The result should be every line of the listing that holds the word "HighlightingError".
Segment Open
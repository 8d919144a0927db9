//! # Bevy Highlighting
//!
//! Soft glow highlighting around selected objects for Bevy 0.18.
//!
//! Highlighted meshes are drawn as flat silhouettes into an offscreen buffer, blurred
//! at reduced resolution and composited over the camera's frame with the silhouettes
//! themselves cut out, so only the glow around them remains.
//!
//! ## Quick Start
//!
//! ```no_run
//! use bevy::prelude::*;
//! use bevy_highlighting::prelude::*;
//!
//! fn main() {
//!     App::new()
//!         .add_plugins((DefaultPlugins, HighlightingPlugin))
//!         .add_systems(Startup, setup)
//!         .run();
//! }
//!
//! fn setup(
//!     mut commands: Commands,
//!     mut meshes: ResMut<Assets<Mesh>>,
//!     mut materials: ResMut<Assets<StandardMaterial>>,
//! ) {
//!     // A cube with a cyan glow
//!     commands.spawn((
//!         Mesh3d(meshes.add(Cuboid::default())),
//!         MeshMaterial3d(materials.add(Color::srgb(0.8, 0.2, 0.2))),
//!         Highlighter::new(LinearRgba::rgb(0.0, 1.0, 1.0)),
//!     ));
//!
//!     // Camera that renders the glow
//!     commands.spawn((
//!         Camera3d::default(),
//!         Transform::from_xyz(0.0, 2.0, 5.0).looking_at(Vec3::ZERO, Vec3::Y),
//!         HighlightingSettings::default(),
//!     ));
//! }
//! ```
//!
//! The render-independent driver lives in [`pipeline`] and talks to the GPU through the
//! [`backend::RenderBackend`] trait, so it can be reused with any graphics layer.

pub mod backend;
pub mod capability;
mod components;
mod error;
pub mod materials;
pub mod pipeline;
pub mod registry;
pub mod render;
mod silhouette_material;
pub mod systems;

pub mod prelude {
    pub use crate::components::{Downsample, HighlightMode, Highlighter, HighlightingSettings};
    pub use crate::error::HighlightingError;
    pub use crate::HighlightingPlugin;
}

pub use components::*;
pub use error::HighlightingError;
pub use silhouette_material::{HighlightSilhouetteKey, HighlightSilhouetteMaterial};

use bevy::{
    asset::embedded_asset, camera::visibility::VisibilitySystems, prelude::*,
    transform::TransformSystems,
};

use registry::HighlightRegistry;
use render::HighlightingRenderPlugin;
use systems::{
    resize_highlight_textures, setup_highlighting_camera, sync_highlight_silhouettes,
    sync_highlighting_cameras, teardown_highlighting_camera, track_highlighters,
    HighlightSilhouettes,
};

/// Plugin that enables glow highlighting.
///
/// Add [`Highlighter`] to meshes that may glow and [`HighlightingSettings`] to the camera
/// that should show it.
pub struct HighlightingPlugin;

impl Plugin for HighlightingPlugin {
    fn build(&self, app: &mut App) {
        embedded_asset!(app, "shaders/clear.wgsl");
        embedded_asset!(app, "shaders/blit.wgsl");
        embedded_asset!(app, "shaders/blur.wgsl");
        embedded_asset!(app, "shaders/cut.wgsl");
        embedded_asset!(app, "shaders/composite.wgsl");
        embedded_asset!(app, "shaders/silhouette.wgsl");

        app.register_type::<Highlighter>()
            .register_type::<HighlightingSettings>()
            .init_resource::<HighlightRegistry<Entity>>()
            .init_resource::<HighlightSilhouettes>()
            .add_plugins((
                HighlightingRenderPlugin,
                MaterialPlugin::<HighlightSilhouetteMaterial>::default(),
            ))
            .add_systems(
                PostUpdate,
                (
                    track_highlighters,
                    setup_highlighting_camera,
                    teardown_highlighting_camera,
                    sync_highlight_silhouettes,
                    sync_highlighting_cameras,
                    resize_highlight_textures,
                )
                    .chain()
                    .after(TransformSystems::Propagate)
                    .before(VisibilitySystems::VisibilityPropagate)
                    .before(VisibilitySystems::UpdateFrusta),
            );
    }
}
use thiserror::Error;

/// Reasons a highlighting driver refuses to run.
///
/// Everything here is detected at configuration or start-up time. Problems that come up
/// while rendering a frame are never errors: the frame's effect is skipped instead.
#[derive(Debug, Clone, PartialEq, Eq, Error)]
pub enum HighlightingError {
    #[error("offscreen image effects are not supported on this platform")]
    OffscreenEffectsUnsupported,
    #[error("render target textures are not supported on this platform")]
    RenderTargetsUnsupported,
    #[error("render target format {0} is not supported on this platform")]
    FormatUnsupported(&'static str),
    #[error("shader '{0}' is not supported on this platform")]
    ShaderUnsupported(String),
    #[error("invalid downsample factor {0}, expected 1, 2 or 4")]
    InvalidDownsample(u32),
}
Segment Closed
#### Output of the exercise:
    pub use crate::error::HighlightingError;
pub use error::HighlightingError;
pub enum HighlightingError {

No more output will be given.